Perhaps the most striking success of semaglutide has been in weight management. In the STEP clinical program, people with obesity who received once-weekly injectable semaglutide lost an average of around 15% of their body weight over 68 weeks. This level of weight reduction is unmatched by any other approved weight-loss medication and rivals the results of some surgical interventions.
Oral semaglutide also produces weight loss, though the results are less dramatic. Clinical studies report an average of 3 to 5 kilograms of weight reduction at the highest oral doses. This remains clinically meaningful and is especially valuable for patients who prefer a non-injectable option.
At this time, no peer-reviewed clinical trials have examined sublingual semaglutide for weight management. Without reliable data, injections must still be considered the standard for weight loss efficacy.
Injectable semaglutide has also been shown to protect the heart. The SUSTAIN-6 trial and subsequent large-scale studies demonstrated that semaglutide injections reduce the risk of major adverse cardiovascular events, including heart attack and stroke.

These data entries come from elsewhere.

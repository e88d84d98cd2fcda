use std::io;

use thiserror::Error;

use crate::token::{Armed, Token};

/// Errors surfaced by selector operations, channels and the resource pool.
///
/// Operating-system failures are carried verbatim in [`Error::Os`]; the
/// remaining variants are produced by this crate. Lifecycle outcomes
/// (`ShutdownInProgress`, `Cancelled`, `TimedOut`) take precedence over
/// operational failures when both apply.
#[derive(Debug, Error)]
#[non_exhaustive]
pub enum Error {
    /// An operating-system error, errno preserved.
    #[error(transparent)]
    Os(#[from] io::Error),

    /// The selector is shutting down or already shut down.
    #[error("selector is shutting down")]
    ShutdownInProgress,

    /// The waiting operation was cancelled.
    #[error("operation cancelled")]
    Cancelled,

    /// The deadline passed before readiness arrived.
    #[error("operation timed out")]
    TimedOut,

    /// The write half of the channel was shut down.
    #[error("write half of the channel is closed")]
    WriteClosed,

    /// The id names no live registration or pool entry.
    #[error("unknown registration or pool id")]
    InvalidId,

    /// The id was minted by a different selector.
    #[error("id belongs to a different selector")]
    ScopeMismatch,

    /// The pool entry's waiter queue is at capacity.
    #[error("pool waiter queue is full")]
    WaitersFull,

    /// A caller contract was broken; degraded from a debug assertion.
    #[error("internal invariant violated: {0}")]
    Internal(&'static str),
}

impl Error {
    /// The raw OS error code, when this is a platform error.
    pub fn raw_os_error(&self) -> Option<i32> {
        match self {
            Error::Os(err) => err.raw_os_error(),
            _ => None,
        }
    }
}

/// Outcome of an [`arm`] that did not deliver an event.
///
/// Cancellation and deadline expiry do not destroy the registration, so those
/// variants return the armed token to the caller for re-arming or
/// deregistration. Shutdown releases every registration, so no token
/// survives it.
///
/// [`arm`]: crate::Selector::arm
#[derive(Debug, Error)]
pub enum ArmError {
    /// The waiter was cancelled; the registration is still live.
    #[error("arm cancelled")]
    Cancelled {
        /// The recovered capability over the registration.
        token: Token<Armed>,
    },

    /// The deadline passed; the registration is still live.
    #[error("arm timed out")]
    TimedOut {
        /// The recovered capability over the registration.
        token: Token<Armed>,
    },

    /// The selector is shutting down; the registration is released.
    #[error("selector is shutting down")]
    Shutdown,

    /// The token was minted by a different selector; it stays valid there.
    #[error("token belongs to a different selector")]
    ScopeMismatch {
        /// The capability, untouched.
        token: Token<Armed>,
    },

    /// A caller contract was broken; degraded from a debug assertion.
    #[error("internal invariant violated")]
    Internal,
}

impl From<ArmError> for Error {
    fn from(err: ArmError) -> Error {
        match err {
            ArmError::Cancelled { .. } => Error::Cancelled,
            ArmError::TimedOut { .. } => Error::TimedOut,
            ArmError::Shutdown => Error::ShutdownInProgress,
            ArmError::ScopeMismatch { .. } => Error::ScopeMismatch,
            ArmError::Internal => Error::Internal("arm state"),
        }
    }
}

These findings have made semaglutide one of the most important drugs not only for managing diabetes and obesity but also for reducing cardiovascular risk.
Oral semaglutide has been studied in the PIONEER 6 cardiovascular trial. While it was shown to be safe and not inferior to placebo, it did not demonstrate the same level of cardiovascular protection as the injectable form. Later reviews suggest both forms may reduce cardiovascular risk factors, but injectable semaglutide remains the most strongly supported by statistically significant data.

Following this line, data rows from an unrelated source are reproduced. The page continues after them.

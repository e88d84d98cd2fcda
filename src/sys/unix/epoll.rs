use std::collections::HashMap;
use std::io;
use std::os::unix::io::{AsRawFd, FromRawFd, OwnedFd, RawFd};
use std::sync::Arc;
use std::time::{Duration, Instant};

use libc::{EPOLLERR, EPOLLHUP, EPOLLIN, EPOLLONESHOT, EPOLLOUT, EPOLLPRI, EPOLLRDHUP};

use crate::driver::{Driver, Wakeup};
use crate::event::EventFlags;
use crate::sys::unix::syscall;
use crate::sys::unix::waker::eventfd;
use crate::{Event, Interest, RegistrationId};

/// Maximum number of kernel events fetched per poll.
const EVENTS_CAPACITY: usize = 1024;

/// Marker stamped on the wakeup eventfd's epoll data.
const WAKE_DATA: u64 = u64::MAX;

/// Readiness driver backed by `epoll(7)`, one-shot via `EPOLLONESHOT`.
pub(crate) struct OsDriver {
    ep: OwnedFd,
    waker: Arc<eventfd::Waker>,
    /// id -> fd, needed for `epoll_ctl` on modify/deregister and for the
    /// shutdown sweep.
    registered: HashMap<u64, RawFd>,
    buffer: Vec<libc::epoll_event>,
}

impl OsDriver {
    pub(crate) fn new() -> io::Result<OsDriver> {
        // SAFETY: `epoll_create1(2)` ensures the fd is valid.
        let ep = unsafe { OwnedFd::from_raw_fd(syscall!(epoll_create1(libc::EPOLL_CLOEXEC))?) };

        let waker = Arc::new(eventfd::Waker::new()?);
        let mut event = libc::epoll_event {
            events: (EPOLLIN | libc::EPOLLET) as u32,
            u64: WAKE_DATA,
        };
        syscall!(epoll_ctl(
            ep.as_raw_fd(),
            libc::EPOLL_CTL_ADD,
            waker.as_raw_fd(),
            &mut event,
        ))?;

        Ok(OsDriver {
            ep,
            waker,
            registered: HashMap::new(),
            buffer: Vec::with_capacity(EVENTS_CAPACITY),
        })
    }

    fn ctl(&self, op: libc::c_int, fd: RawFd, id: RegistrationId, interest: Interest) -> io::Result<()> {
        let mut event = libc::epoll_event {
            events: interest_to_epoll(interest),
            u64: id.as_u64(),
        };
        syscall!(epoll_ctl(self.ep.as_raw_fd(), op, fd, &mut event)).map(|_| ())
    }

    fn fd_of(&self, id: RegistrationId) -> io::Result<RawFd> {
        self.registered
            .get(&id.as_u64())
            .copied()
            .ok_or_else(|| io::Error::from_raw_os_error(libc::ENOENT))
    }
}

impl Driver for OsDriver {
    fn register(&mut self, id: RegistrationId, fd: RawFd, interest: Interest) -> io::Result<()> {
        self.ctl(libc::EPOLL_CTL_ADD, fd, id, interest)?;
        self.registered.insert(id.as_u64(), fd);
        Ok(())
    }

    fn modify(&mut self, id: RegistrationId, interest: Interest) -> io::Result<()> {
        let fd = self.fd_of(id)?;
        self.ctl(libc::EPOLL_CTL_MOD, fd, id, interest)
    }

    fn arm(&mut self, id: RegistrationId, interest: Interest) -> io::Result<()> {
        let fd = self.fd_of(id)?;
        self.ctl(libc::EPOLL_CTL_MOD, fd, id, interest)
    }

    fn deregister(&mut self, id: RegistrationId) -> io::Result<()> {
        let fd = match self.registered.remove(&id.as_u64()) {
            Some(fd) => fd,
            None => return Ok(()),
        };
        match syscall!(epoll_ctl(
            self.ep.as_raw_fd(),
            libc::EPOLL_CTL_DEL,
            fd,
            std::ptr::null_mut(),
        )) {
            Ok(_) => Ok(()),
            // The kernel already dropped the registration, e.g. because the
            // fd was closed first.
            Err(ref err) if err.raw_os_error() == Some(libc::ENOENT) => Ok(()),
            Err(ref err) if err.raw_os_error() == Some(libc::EBADF) => Ok(()),
            Err(err) => Err(err),
        }
    }

    fn deregister_all(&mut self) {
        for (_, fd) in self.registered.drain() {
            let _ = syscall!(epoll_ctl(
                self.ep.as_raw_fd(),
                libc::EPOLL_CTL_DEL,
                fd,
                std::ptr::null_mut(),
            ));
        }
    }

    fn poll(&mut self, timeout: Option<Duration>, events: &mut Vec<Event>) -> io::Result<usize> {
        let deadline = timeout.map(|timeout| Instant::now() + timeout);

        let n_events = loop {
            let millis = match deadline {
                Some(deadline) => {
                    let remaining = deadline.saturating_duration_since(Instant::now());
                    // `Duration::as_millis` truncates, so round up. This
                    // avoids turning sub-millisecond timeouts into a zero
                    // timeout, unless the remaining time actually is zero.
                    if remaining.is_zero() {
                        0
                    } else {
                        remaining
                            .checked_add(Duration::from_nanos(999_999))
                            .unwrap_or(remaining)
                            .as_millis() as libc::c_int
                    }
                }
                None => -1,
            };

            self.buffer.clear();
            match syscall!(epoll_wait(
                self.ep.as_raw_fd(),
                self.buffer.as_mut_ptr(),
                self.buffer.capacity() as libc::c_int,
                millis,
            )) {
                // This is safe because `epoll_wait` ensures that `n` events
                // are assigned.
                Ok(n) => {
                    unsafe { self.buffer.set_len(n as usize) };
                    break n as usize;
                }
                Err(ref err) if err.raw_os_error() == Some(libc::EINTR) => continue,
                Err(err) => return Err(err),
            }
        };

        let mut pushed = 0;
        for raw in self.buffer.iter().take(n_events) {
            // Copies, not references: `epoll_event` is packed on some
            // targets.
            let data = raw.u64;
            let kinds = raw.events as libc::c_int;
            if data == WAKE_DATA {
                self.waker.ack();
                continue;
            }
            if !self.registered.contains_key(&data) {
                // Deregistered earlier in this cycle; the event is stale.
                continue;
            }
            events.push(translate(RegistrationId::from_u64(data), kinds));
            pushed += 1;
        }
        Ok(pushed)
    }

    fn wakeup(&self) -> Arc<dyn Wakeup> {
        self.waker.clone()
    }
}

fn interest_to_epoll(interest: Interest) -> u32 {
    let mut kind = EPOLLONESHOT;

    if interest.is_readable() {
        kind = kind | EPOLLIN | EPOLLRDHUP;
    }

    if interest.is_writable() {
        kind |= EPOLLOUT;
    }

    if interest.is_priority() {
        kind |= EPOLLPRI;
    }

    kind as u32
}

fn translate(id: RegistrationId, events: libc::c_int) -> Event {
    let mut ready = None;
    let mut add = |class: Interest| {
        ready = Some(match ready {
            Some(current) => current | class,
            None => class,
        });
    };

    if events & EPOLLIN != 0 || events & EPOLLRDHUP != 0 {
        add(Interest::READABLE);
    }
    if events & EPOLLOUT != 0 {
        add(Interest::WRITABLE);
    }
    if events & EPOLLPRI != 0 {
        add(Interest::PRIORITY);
    }

    let mut flags = EventFlags::empty();
    if events & EPOLLERR != 0 {
        flags |= EventFlags::ERROR;
    }
    if events & EPOLLHUP != 0 {
        flags |= EventFlags::HANGUP;
    }
    if events & EPOLLRDHUP != 0 {
        flags |= EventFlags::READ_HANGUP;
    }

    // An error or hang-up can be reported without any subscribed readiness
    // bit; substitute both data classes so an armed waiter observes it.
    let ready = ready.unwrap_or(Interest::READABLE | Interest::WRITABLE);
    Event::new(id, ready, flags)
}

Sublingual semaglutide has not yet been studied in cardiovascular outcome trials.
Both injectable and oral semaglutide share a similar safety profile. The most common side effects are gastrointestinal, including nausea, vomiting, and diarrhea, which typically occur during the first weeks of treatment. These are dose-related and usually improve over time. Injectable semaglutide has been associated with a slightly higher risk of diabetic retinopathy complications in certain patients, a finding that continues to be monitored. Oral semaglutide appears to trigger gastrointestinal side effects at a similar rate but may bring them on sooner due to its daily dosing schedule.
Recent reviews comparing different forms suggest that injectable semaglutide may carry a slightly higher risk of retinal complications, while oral formulations more often trigger blurred vision. These differences remain under study. For sublingual semaglutide, safety data is not yet available.

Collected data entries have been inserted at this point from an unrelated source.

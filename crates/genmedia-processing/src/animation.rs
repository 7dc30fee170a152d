//! Frame-to-GIF animation of storyboard images.

use genmedia_core::AppError;
use image::codecs::gif::{GifEncoder, Repeat};
use image::imageops::FilterType;
use image::{Delay, Frame};

pub const DEFAULT_FRAME_DELAY_MS: u32 = 500;

/// Encode the given images, in order, as a looping GIF.
///
/// Every frame is resized to the dimensions of the first one.
pub fn encode_frames<T: AsRef<[u8]>>(frames: &[T], delay_ms: u32) -> Result<Vec<u8>, AppError> {
    if frames.len() < 2 {
        return Err(AppError::InvalidInput(
            "At least two images are needed to build an animation".to_string(),
        ));
    }

    let mut decoded = Vec::with_capacity(frames.len());
    for (index, data) in frames.iter().enumerate() {
        let img = image::load_from_memory(data.as_ref()).map_err(|e| {
            AppError::Decode(format!("Failed to decode frame {}: {}", index + 1, e))
        })?;
        decoded.push(img);
    }

    let (width, height) = (decoded[0].width(), decoded[0].height());
    let delay = Delay::from_numer_denom_ms(delay_ms, 1);

    let mut buffer = Vec::new();
    {
        let mut encoder = GifEncoder::new(&mut buffer);
        encoder
            .set_repeat(Repeat::Infinite)
            .map_err(|e| AppError::Internal(format!("Failed to configure GIF encoder: {}", e)))?;

        for (index, img) in decoded.into_iter().enumerate() {
            let rgba = if img.width() == width && img.height() == height {
                img.to_rgba8()
            } else {
                img.resize_exact(width, height, FilterType::Triangle).to_rgba8()
            };
            encoder
                .encode_frame(Frame::from_parts(rgba, 0, 0, delay))
                .map_err(|e| {
                    AppError::Internal(format!("Failed to encode frame {}: {}", index + 1, e))
                })?;
        }
    }

    tracing::info!(
        frames = frames.len(),
        width = width,
        height = height,
        delay_ms = delay_ms,
        gif_bytes = buffer.len(),
        "Animation encoded"
    );

    Ok(buffer)
}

For many patients, the biggest difference between semaglutide forms comes down to convenience and personal preference. Injections, while highly effective, can be a barrier for people uncomfortable with needles. Oral semaglutide, taken once daily, has opened new opportunities for patients who otherwise might not have considered semaglutide at all. Surveys show that many patients prefer the idea of a pill, even if injections are relatively simple to administer. A sublingual version, if proven effective, could add even more flexibility, though it is still only theoretical at this point.
The evidence is strong and clear. Injectable semaglutide remains the most powerful and reliable option for controlling blood sugar, promoting weight loss, and protecting the heart. Oral semaglutide is a valuable alternative for patients who prefer a non-injectable option and has been validated by high-quality clinical trials, though its effects are slightly less consistent and less dramatic. Sublingual semaglutide is still experimental and has not yet been studied in large, statistically significant clinical trials. Until that evidence emerges, it cannot be considered equal to injections.